* [What you will do] Make a verbatim copy of all the records.

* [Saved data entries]
== Segment start ==
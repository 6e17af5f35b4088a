// Daemon supervision
//
// Detects, launches, health-checks, and shuts down the local storage-node
// process so retrieval and upload operations have a node to talk to.

mod probe;
mod supervisor;

pub use probe::{ProcessProbe, SysinfoProbe};
pub use supervisor::{CommandSpawner, DaemonSpawner, DaemonSupervisor, SupervisorStatus};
== Segment end ==
* [Task result]
repository 6e17af5f35b4088a
// Daemon supervision
//
// Detects, launches, health-checks, and shuts down the local storage-node
// process so retrieval and upload operations have a node to talk to.

mod probe;
mod supervisor;

pub use probe::{ProcessProbe, SysinfoProbe};
pub use supervisor::{CommandSpawner, DaemonSpawner, DaemonSupervisor, SupervisorStatus};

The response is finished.